尿管結石をはじめとした尿路性器結石の予防は水を飲んでおしっこを溜め込まない、結石の原因ともなるシュウ酸や塩分糖分の過剰摂取を控える、動物性タンパク質を取りすぎずバランスのとれた食事を心がけることでも予防できます。
膀胱結石
膀胱結石は腎臓で作られた結石が膀胱まで落ちてきたものと、最初から膀胱内で作られたものがあります。
膀胱結石は排尿障害を持った方や尿路感染を起こしている方にもおこりやすい病気です。
膀胱結石の症状は痛みがない場合もありますが、主な症状としてはおしっこが出にくくなる、うまく出ない、頻尿、おしっこに血が混じる、おしっこをすると痛む、下腹部に違和感や痛みを感じるなどがあげられます。
膀胱結石は繰り返しおこしやすい病気でもあるため、泌尿器科で検査をして原因をしっかりと見極めることが重要です。
検査は尿検査、採血、超音波(エコー)検査、CT検査で詳しくわかります。
治療法は他の結石の場合と同様に自然に排石するようにしますが、大きさや状態によっては外科的に取り除く治療をすることがあります。
尿道結石
尿道結石は膀胱から運ばれるおしっこの通り道の尿道に結石がある状態で、膀胱結石と共に下部尿路結石とも呼ばれます。
尿道に結石が詰まってしまうと次第に全くおしっこを出せない状態、尿閉になってしまうこともあります。
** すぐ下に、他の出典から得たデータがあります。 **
//! Demo driver: parses the toy procedure language against the generated
//! tables and prints the action trace and the parse tree.

use anyhow::Context as _;
use clap::Parser;
use kanon::grammar::{
    Grammar, GrammarDefError, NonterminalID, TerminalID,
    SymbolID::{N, T},
};
use kanon::lr1::{Automaton, ParseTables};
use kanon_runtime::engine::{ParseEngine, ParseError};
use kanon_runtime::tree::{ParseNode, TreeBuilder};
use logos::Logos;
use std::{fs, path::PathBuf};
use tracing_subscriber::EnvFilter;

#[derive(Debug, Parser)]
#[command(author, version, about, long_about = None)]
struct Args {
    /// Print the grammar and the generated automaton before parsing.
    #[arg(long)]
    dump_automaton: bool,

    /// Print the token stream produced by the lexer.
    #[arg(long)]
    dump_tokens: bool,

    /// The source file to parse.
    input: PathBuf,
}

fn main() -> anyhow::Result<()> {
    tracing_subscriber::fmt()
        .with_env_filter(EnvFilter::from_default_env())
        .init();

    let args = Args::parse();
    tracing::debug!("parsed CLI args = {:?}", args);

    let source = fs::read_to_string(&args.input)
        .with_context(|| anyhow::anyhow!("failed to read {}", args.input.display()))?;

    let grammar = demo_grammar().context("failed to define the demo grammar")?;
    let automaton = Automaton::generate(&grammar).context("failed to build the parse tables")?;

    if args.dump_automaton {
        println!("{}", grammar);
        println!("{}", automaton.display(&grammar));
    }

    let tokens = lex(&grammar, &source)?;
    if args.dump_tokens {
        for (i, (id, lexeme)) in tokens.iter().enumerate() {
            println!("{:>4}: {} `{}'", i, grammar.terminals[id], lexeme);
        }
    }

    let tables = automaton.tables(&grammar);

    let engine = ParseEngine::new(tables);
    match engine.parse(tokens.iter().map(|(t, _)| *t)) {
        Ok(parse) => {
            for (i, entry) in parse.trace.iter().enumerate() {
                println!("{:>4}. {}", i + 1, tables.display_trace_entry(*entry));
            }
            let symbols: Vec<_> = parse
                .symbols
                .iter()
                .map(|s| tables.display_symbol(*s).to_string())
                .collect();
            println!("final symbols: {}", symbols.join(" "));
        }
        Err(err) => {
            for (i, entry) in err.trace.iter().enumerate() {
                println!("{:>4}. {}", i + 1, tables.display_trace_entry(*entry));
            }
            return Err(syntax_error(&grammar, &tokens, err));
        }
    }

    let builder = TreeBuilder::new(tables);
    let tree = builder
        .parse(tokens.iter().map(|(t, v)| (*t, v.clone())))
        .map_err(|err| syntax_error(&grammar, &tokens, err))?;

    println!();
    print_tree(&grammar, &tree, 0);

    Ok(())
}

/// The bundled procedure-language grammar:
/// a declaration followed by a one-parameter procedure whose body is a list
/// of assignment, if/elsif/else and printf statements.
fn demo_grammar() -> Result<Grammar, GrammarDefError> {
    Grammar::define(|g| {
        let id = g.terminal("id")?;
        let colon = g.terminal("COLON")?;
        let integer = g.terminal("integer")?;
        let semi = g.terminal("SEMI")?;
        let procedure = g.terminal("procedure")?;
        let lparen = g.terminal("LPAREN")?;
        let rparen = g.terminal("RPAREN")?;
        let assign = g.terminal("ASSIGN")?;
        let num = g.terminal("num")?;
        let kw_if = g.terminal("if")?;
        let kw_then = g.terminal("then")?;
        let kw_elsif = g.terminal("elsif")?;
        let kw_else = g.terminal("else")?;
        let kw_end = g.terminal("end")?;
        let kw_and = g.terminal("and")?;
        let eq = g.terminal("EQ")?;
        let printf = g.terminal("printf")?;
        let string = g.terminal("str")?;

        let p = g.nonterminal("P")?;
        let decl = g.nonterminal("Decl")?;
        let param = g.nonterminal("Param")?;
        let proc = g.nonterminal("Proc")?;
        let stmts = g.nonterminal("S")?;
        let stmt = g.nonterminal("St")?;
        let assign_stmt = g.nonterminal("A")?;
        let if_stmt = g.nonterminal("I")?;
        let cond = g.nonterminal("C")?;
        let cmp = g.nonterminal("Cmp")?;
        let printf_stmt = g.nonterminal("F")?;
        let ty = g.nonterminal("T")?;

        g.start_symbol(p)?;

        g.rule(p, [N(decl), N(proc)])?;
        g.rule(decl, [T(id), T(colon), N(ty), T(semi)])?;
        g.rule(param, [T(id), T(colon), N(ty)])?;
        g.rule(
            proc,
            [
                T(procedure),
                T(id),
                T(lparen),
                N(param),
                T(rparen),
                N(stmts),
                T(kw_end),
                T(id),
            ],
        )?;
        g.rule(stmts, [N(stmt)])?;
        g.rule(stmts, [N(stmts), N(stmt)])?;
        g.rule(stmt, [N(assign_stmt), T(semi)])?;
        g.rule(stmt, [N(if_stmt), T(semi)])?;
        g.rule(stmt, [N(printf_stmt), T(semi)])?;
        g.rule(assign_stmt, [T(id), T(assign), T(num)])?;
        g.rule(
            if_stmt,
            [
                T(kw_if),
                N(cond),
                T(kw_then),
                N(stmts),
                T(kw_elsif),
                N(cond),
                T(kw_then),
                N(stmts),
                T(kw_else),
                N(stmts),
                T(kw_end),
                T(kw_if),
            ],
        )?;
        g.rule(cond, [N(cmp), T(kw_and), N(cmp)])?;
        g.rule(cmp, [T(id), T(eq), T(num)])?;
        g.rule(printf_stmt, [T(printf), T(lparen), T(string), T(rparen)])?;
        g.rule(ty, [T(integer)])?;

        Ok(())
    })
}

#[derive(Debug, Clone, Copy, PartialEq, Logos)]
#[logos(skip r"[ \t\r\n]+")]
enum Tok {
    #[regex(r"[Pp]rocedure")]
    Procedure,
    #[regex(r"[Ii]f")]
    If,
    #[token("then")]
    Then,
    #[regex(r"[Ee]lsif")]
    Elsif,
    #[token("else")]
    Else,
    #[token("end")]
    End,
    #[token("integer")]
    Integer,
    #[token("printf")]
    Printf,
    #[token("and")]
    And,
    #[token(":=")]
    Assign,
    #[token(":")]
    Colon,
    #[token(";")]
    Semi,
    #[token("(")]
    LParen,
    #[token(")")]
    RParen,
    #[token("=")]
    Eq,
    #[regex(r"[A-Za-z_][A-Za-z0-9_]*")]
    Ident,
    #[regex(r"[0-9]+")]
    Num,
    #[regex(r#""[^"]*""#)]
    Str,
}

fn terminal_name(tok: Tok) -> &'static str {
    match tok {
        Tok::Procedure => "procedure",
        Tok::If => "if",
        Tok::Then => "then",
        Tok::Elsif => "elsif",
        Tok::Else => "else",
        Tok::End => "end",
        Tok::Integer => "integer",
        Tok::Printf => "printf",
        Tok::And => "and",
        Tok::Assign => "ASSIGN",
        Tok::Colon => "COLON",
        Tok::Semi => "SEMI",
        Tok::LParen => "LPAREN",
        Tok::RParen => "RPAREN",
        Tok::Eq => "EQ",
        Tok::Ident => "id",
        Tok::Num => "num",
        Tok::Str => "str",
    }
}

fn lex(grammar: &Grammar, source: &str) -> anyhow::Result<Vec<(TerminalID, String)>> {
    let mut tokens = vec![];
    let mut lexer = Tok::lexer(source);
    while let Some(tok) = lexer.next() {
        let tok = tok.map_err(|()| {
            anyhow::anyhow!("unrecognized input at byte {}", lexer.span().start)
        })?;
        let id = grammar
            .terminal_id(terminal_name(tok))
            .context("the lexer produced a token outside the grammar's vocabulary")?;
        tokens.push((id, lexer.slice().to_owned()));
    }
    Ok(tokens)
}

fn syntax_error(
    grammar: &Grammar,
    tokens: &[(TerminalID, String)],
    err: ParseError<ParseTables<'_>>,
) -> anyhow::Error {
    let offending = match err.lookahead {
        Some(t) => match tokens.get(err.position) {
            Some((_, lexeme)) => format!("{} `{}'", grammar.terminals[&t], lexeme),
            None => grammar.terminals[&t].to_string(),
        },
        None => "the end of input".to_owned(),
    };
    anyhow::anyhow!(
        "{} at input position {} (state {}): unexpected {}",
        err.kind,
        err.position,
        err.state,
        offending
    )
}

fn print_tree(grammar: &Grammar, node: &ParseNode<TerminalID, NonterminalID, String>, depth: usize) {
    match node {
        ParseNode::Leaf { symbol, value } => {
            println!(
                "{:indent$}{}: {}",
                "",
                grammar.terminals[symbol],
                value,
                indent = depth * 2
            );
        }
        ParseNode::Branch { symbol, children } => {
            println!(
                "{:indent$}{}",
                "",
                grammar.nonterminals[symbol],
                indent = depth * 2
            );
            for child in children {
                print_tree(grammar, child, depth + 1);
            }
        }
    }
}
下部尿路結石は尿路性器結石の中でも5%ほどの発症率で原因は前立腺肥大症や尿道狭窄といって尿道が狭くなっているときにおこすともいわれています。
尿道結石の症状も膀胱結石と同じように尿が出にくい、排尿時痛、頻尿などの排尿時障害がみられます。前立腺肥大症の人や尿道狭窄がある人は尿道で止まってしまう事が多く、自然排石は難しいです。内視鏡的に石をとることになります。
前立腺結石
前立腺は男性のみに存在する精液の一部を作り出す臓器です。
前立腺結石とは前立腺に溜まった分泌液が石灰化した状態です。
前立腺炎や前立腺肥大に伴っておこるとされています。通常前立腺結石のみで何かしらの症状が出たり発見されることはなく、前立腺の検査をした際に見つかることが多いです。
前立腺炎を起こしていると発熱やおしっこをするときの痛み、血尿などの症状が出ることがあります。
前立腺結石はそれ自体の治療の必要はなく、経過観察をします。しかし結石が大きくなって尿道を圧迫したり、残尿感、頻尿などの排尿障害が伴っていないかを確認する必要はあります。
また、前立腺炎や肥大症によって痛みが強かったり、何かしらの症状が出ている時はそれらの原因となっている病気の治療をします。
前立腺結石は健康な人でも50歳を超えると増えてきますので定期的に前立腺の検査をすることをおすすめします。